Okay, all eBook Revolution news links aside, this is the first really exciting RUMOR we’ve had here in a long time!

VideoGamingPros ramps up the discussion around the rumored Android-Kindle Tablet, by suggesting its development could be a joint-venture between Amazon and Google.

All this from Amazon’s mysterious Lab 126 posting a notice “looking to hire” Android developers. (Lab 126 developed the Kindle…)

J.K. Rowling considering a move to digital.

The Hollywood Reporter says Harry Potter scribe J.K. Rowling is getting ready to sign onto the eBook Revolution. She has giving lots of reasons in the past for dragging her feet, and now eBooks have given her about 100,000,000 reasons to get aboard.

Now that post suggests Rowling’s involvement will change the eBook Revolution as we know it, even likening her move to the Beatles songbook moving to iTunes. Not sure that’s a level playing field, or that her involvement will be as transformative as the article suggests, but it will certainly get the kids reading eBooks.

If nothing else, it will be another reason for traditional publishers to keep their eBook prices too high. (Unless she’s going to Indie publish them and take 70% of the profits…) You can bet her publisher is keeping the lid on that bit of information.

Uphill Battle for eBooks in Public Libraries

Jorgen dropped in with a link to an Information Today Inc. story about the hurdles public libraries face at the dawn of the eBook Revolution. It looks like an uphill battle with restrictions on lending, device compatibility problems, proprietary systems, interface and privacy issues to name a few.

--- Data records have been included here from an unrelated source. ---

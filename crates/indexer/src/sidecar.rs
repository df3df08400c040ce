//! Sidecar parameter loading
//!
//! An experiment file `name.tif` may come with `name.json` next to it. The
//! sidecar is parsed as an arbitrary JSON value and attached verbatim. Every
//! way of not getting a value is reported as [`SidecarOutcome::Absent`] with
//! a reason; nothing here returns an error.

use std::fmt;
use std::io::ErrorKind;
use std::path::{Path, PathBuf};

use serde_json::Value;
use tracing::{debug, warn};

/// Why no parameters were attached to an experiment.
#[derive(Debug, Clone, Copy, PartialEq, Eq)]
pub enum AbsentReason {
    /// The data file name does not end in `.tif`, so no sidecar name can be derived
    NotTif,
    /// The derived sidecar does not exist
    NotFound,
    /// The sidecar exists but could not be read
    Unreadable,
    /// The sidecar exceeds the configured size limit
    TooLarge,
    /// The sidecar is not valid JSON
    Malformed,
}

impl fmt::Display for AbsentReason {
    fn fmt(&self, f: &mut fmt::Formatter<'_>) -> fmt::Result {
        match self {
            Self::NotTif => write!(f, "not a .tif file"),
            Self::NotFound => write!(f, "no sidecar"),
            Self::Unreadable => write!(f, "sidecar unreadable"),
            Self::TooLarge => write!(f, "sidecar too large"),
            Self::Malformed => write!(f, "sidecar is not valid JSON"),
        }
    }
}

/// Result of looking up the parameters of one experiment file.
#[derive(Debug, Clone, PartialEq)]
pub enum SidecarOutcome {
    /// Parsed sidecar contents
    Loaded(Value),
    /// No parameters available
    Absent(AbsentReason),
}

impl SidecarOutcome {
    /// Returns `true` when a sidecar was parsed.
    pub fn is_loaded(&self) -> bool {
        matches!(self, Self::Loaded(_))
    }

    /// The parsed value, or `None` for every absent case.
    pub fn into_value(self) -> Option<Value> {
        match self {
            Self::Loaded(value) => Some(value),
            Self::Absent(_) => None,
        }
    }
}

/// Derives the sidecar path by replacing a trailing `.tif` with `.json`.
///
/// Returns `None` when the file name does not end in `.tif` or is not valid
/// UTF-8. The suffix match is case-sensitive.
pub fn sidecar_path(data_path: &Path) -> Option<PathBuf> {
    let name = data_path.file_name()?.to_str()?;
    let stem = name.strip_suffix(".tif")?;
    Some(data_path.with_file_name(format!("{stem}.json")))
}

/// Loads the parameters belonging to `data_path`.
///
/// Sidecars larger than `max_size` bytes are not read.
pub fn load_parameters(data_path: &Path, max_size: usize) -> SidecarOutcome {
    let Some(path) = sidecar_path(data_path) else {
        debug!(data = %data_path.display(), "no sidecar name for non-.tif entry");
        return SidecarOutcome::Absent(AbsentReason::NotTif);
    };

    let metadata = match std::fs::metadata(&path) {
        Ok(m) => m,
        Err(e) if e.kind() == ErrorKind::NotFound => {
            debug!(sidecar = %path.display(), "no sidecar found");
            return SidecarOutcome::Absent(AbsentReason::NotFound);
        }
        Err(e) => {
            warn!(sidecar = %path.display(), error = %e, "failed to read sidecar metadata");
            return SidecarOutcome::Absent(AbsentReason::Unreadable);
        }
    };

    if metadata.is_dir() {
        warn!(sidecar = %path.display(), "sidecar path is a directory");
        return SidecarOutcome::Absent(AbsentReason::Unreadable);
    }

    let size = usize::try_from(metadata.len()).unwrap_or(usize::MAX);
    if size > max_size {
        warn!(
            sidecar = %path.display(),
            size,
            max = max_size,
            "sidecar too large, ignoring"
        );
        return SidecarOutcome::Absent(AbsentReason::TooLarge);
    }

    let bytes = match std::fs::read(&path) {
        Ok(b) => b,
        Err(e) => {
            warn!(sidecar = %path.display(), error = %e, "failed to read sidecar");
            return SidecarOutcome::Absent(AbsentReason::Unreadable);
        }
    };

    match serde_json::from_slice::<Value>(&bytes) {
        Ok(value) => SidecarOutcome::Loaded(value),
        Err(e) => {
            warn!(sidecar = %path.display(), error = %e, "sidecar is not valid JSON, ignoring");
            SidecarOutcome::Absent(AbsentReason::Malformed)
        }
    }
}
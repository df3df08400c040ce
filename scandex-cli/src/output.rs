//! Output formatting abstraction for text vs JSON rendering
//!
//! Run results flow through [`OutputWriter`] which handles format switching,
//! keeping format-specific logic out of the command handler.

use std::io::Write;

use serde::Serialize;

use crate::cli::OutputFormat;
use crate::error::CliError;

/// Writes CLI payloads in the selected format.
pub struct OutputWriter {
    format: OutputFormat,
}

impl OutputWriter {
    pub fn new(format: OutputFormat) -> Self {
        Self { format }
    }

    /// Render a payload to stdout.
    pub fn render<T: Render + Serialize>(&self, payload: &T) -> Result<(), CliError> {
        let stdout = std::io::stdout();
        let mut handle = stdout.lock();
        self.render_to(&mut handle, payload)
    }

    /// Render a payload to any writer.
    ///
    /// `Text` delegates to [`Render::render_text`], `Json` serialises via `serde_json`.
    pub fn render_to<T: Render + Serialize>(
        &self,
        w: &mut dyn Write,
        payload: &T,
    ) -> Result<(), CliError> {
        match self.format {
            OutputFormat::Text => {
                payload.render_text(w)?;
            }
            OutputFormat::Json => {
                serde_json::to_writer_pretty(&mut *w, payload)?;
                writeln!(w)?;
            }
        }
        Ok(())
    }
}

/// Human-readable text rendering, implemented alongside `serde::Serialize`
/// by every CLI payload.
pub trait Render {
    fn render_text(&self, w: &mut dyn Write) -> std::io::Result<()>;
}
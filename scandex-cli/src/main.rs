//! scandex -- index a directory of scans into `<root>/index.json`.

mod cli;
mod commands;
mod error;
mod logging;
mod output;

use std::path::Path;

use clap::Parser;

use scandex_core::config::ScandexConfig;

use crate::cli::Cli;
use crate::commands::index::{self, IndexArgs};
use crate::error::CliError;
use crate::output::OutputWriter;

fn main() {
    let cli = Cli::parse();

    let code = match run(cli) {
        Ok(()) => 0,
        Err(e) => {
            eprintln!("error: {e}");
            e.exit_code()
        }
    };

    std::process::exit(code);
}

fn run(cli: Cli) -> Result<(), CliError> {
    let config = tracing::subscriber::with_default(
        logging::bootstrap_subscriber(cli.log_level.as_deref()),
        || load_config(cli.config.as_deref()),
    )?;

    logging::init_tracing(&config.general, cli.log_level.as_deref())
        .map_err(|e| CliError::Config(e.to_string()))?;

    tracing::debug!(
        config = ?cli.config,
        output_file = %config.index.output_file,
        "scandex starting"
    );

    let writer = OutputWriter::new(cli.format);
    index::execute(IndexArgs::from(&cli), &config, &writer)
}

/// An explicitly requested config file must exist; without one the defaults
/// plus environment overrides are used.
fn load_config(path: Option<&Path>) -> Result<ScandexConfig, CliError> {
    let config = match path {
        Some(path) => ScandexConfig::load(path)?,
        None => ScandexConfig::from_env()?,
    };
    Ok(config)
}
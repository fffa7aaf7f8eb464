use std::io::Write;
use std::path::Path;

use super::{NA, Target, io_error, read_lines, split_fields};
use crate::error::GdcError;
use crate::store::AtomicWriter;

const OUTPUT_HEADER: &str = "Sample\tChromosome\tStart\tEnd\tNum_Probes\tSegment_Mean";

#[derive(Debug)]
struct SegColumns {
    chromosome: usize,
    start: usize,
    end: usize,
    num_probes: Option<usize>,
    segment_mean: usize,
}

impl SegColumns {
    fn from_header(header: &[String]) -> Result<Self, GdcError> {
        let find = |names: &[&str]| {
            header
                .iter()
                .position(|column| names.iter().any(|name| column.eq_ignore_ascii_case(name)))
        };
        let require = |names: &[&str]| {
            find(names).ok_or_else(|| {
                GdcError::Conversion(format!(
                    "segment header lacks {}: {}",
                    names[0],
                    header.join("\t")
                ))
            })
        };
        Ok(Self {
            chromosome: require(&["Chromosome", "chrom"])?,
            start: require(&["Start", "loc.start"])?,
            end: require(&["End", "loc.end"])?,
            num_probes: find(&["Num_Probes", "num.mark"]),
            segment_mean: require(&["Segment_Mean", "seg.mean"])?,
        })
    }
}

pub(super) fn convert(input: &Path, target: &Target) -> Result<(), GdcError> {
    let mut lines = read_lines(input)?;
    let header = match lines.next() {
        Some(line) => split_fields(&line?),
        None => return Err(GdcError::Conversion(format!("{} is empty", input.display()))),
    };
    let columns = SegColumns::from_header(&header)?;

    let mut writer = AtomicWriter::create(&target.path)?;
    writeln!(writer, "{OUTPUT_HEADER}").map_err(|err| io_error(&target.path, err))?;
    for line in lines {
        let line = line?;
        if line.trim().is_empty() {
            continue;
        }
        let fields = split_fields(&line);
        let cell = |index: usize| fields.get(index).map(String::as_str).unwrap_or(NA);
        let num_probes = columns.num_probes.map(cell).unwrap_or(NA);
        writeln!(
            writer,
            "{}\t{}\t{}\t{}\t{}\t{}",
            target.barcode,
            normalize_chromosome(cell(columns.chromosome)),
            cell(columns.start),
            cell(columns.end),
            num_probes,
            cell(columns.segment_mean)
        )
        .map_err(|err| io_error(&target.path, err))?;
    }
    writer.commit()
}

pub fn normalize_chromosome(value: &str) -> String {
    let trimmed = value.trim();
    let bare = match trimmed.get(..3) {
        Some(prefix) if prefix.eq_ignore_ascii_case("chr") && trimmed.len() > 3 => &trimmed[3..],
        _ => trimmed,
    };
    match bare.to_ascii_uppercase().as_str() {
        "X" => "23".to_string(),
        "Y" => "24".to_string(),
        "M" | "MT" => "25".to_string(),
        "XY" => "26".to_string(),
        _ => bare.to_string(),
    }
}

eBook Revolution continues in Canada

The Vancouver Sun offers us a post on the BookNet Canada Tech Forum 2011 in Toronto where the publishing industry is embracing digital after years of fending it off with both hands.

I get a kick out of that. A decade of resistance, and suddenly it’s an embrace.

More eBook Headlines

ReviewsofElectronics posted on Amazon’s announcement that Kindle books will soon have page numbers.

Smashwords Founder, Mark Coker, shows us where eBook buyers live in a story at HuffingtonPost.

BlogCritics reports on an Expert Panel discussion of eBooks, Digital Books and Apps.

GalleyCat talks about a new eBook App that will let you incorporate Twitter conversations into your reading experience.

More on eBook Pricing

Many thanks to our friend Jorgen for dropping off a link to The Digital Reader where a feature by Eric Landes takes a look at eBook prices and continues the search for digital publishing’s elusive pricing ‘sweet spot.’

An excellent read that many traditional publishers could learn from. (The eBook Revolution demands adaptation. Old business models must be abandoned.)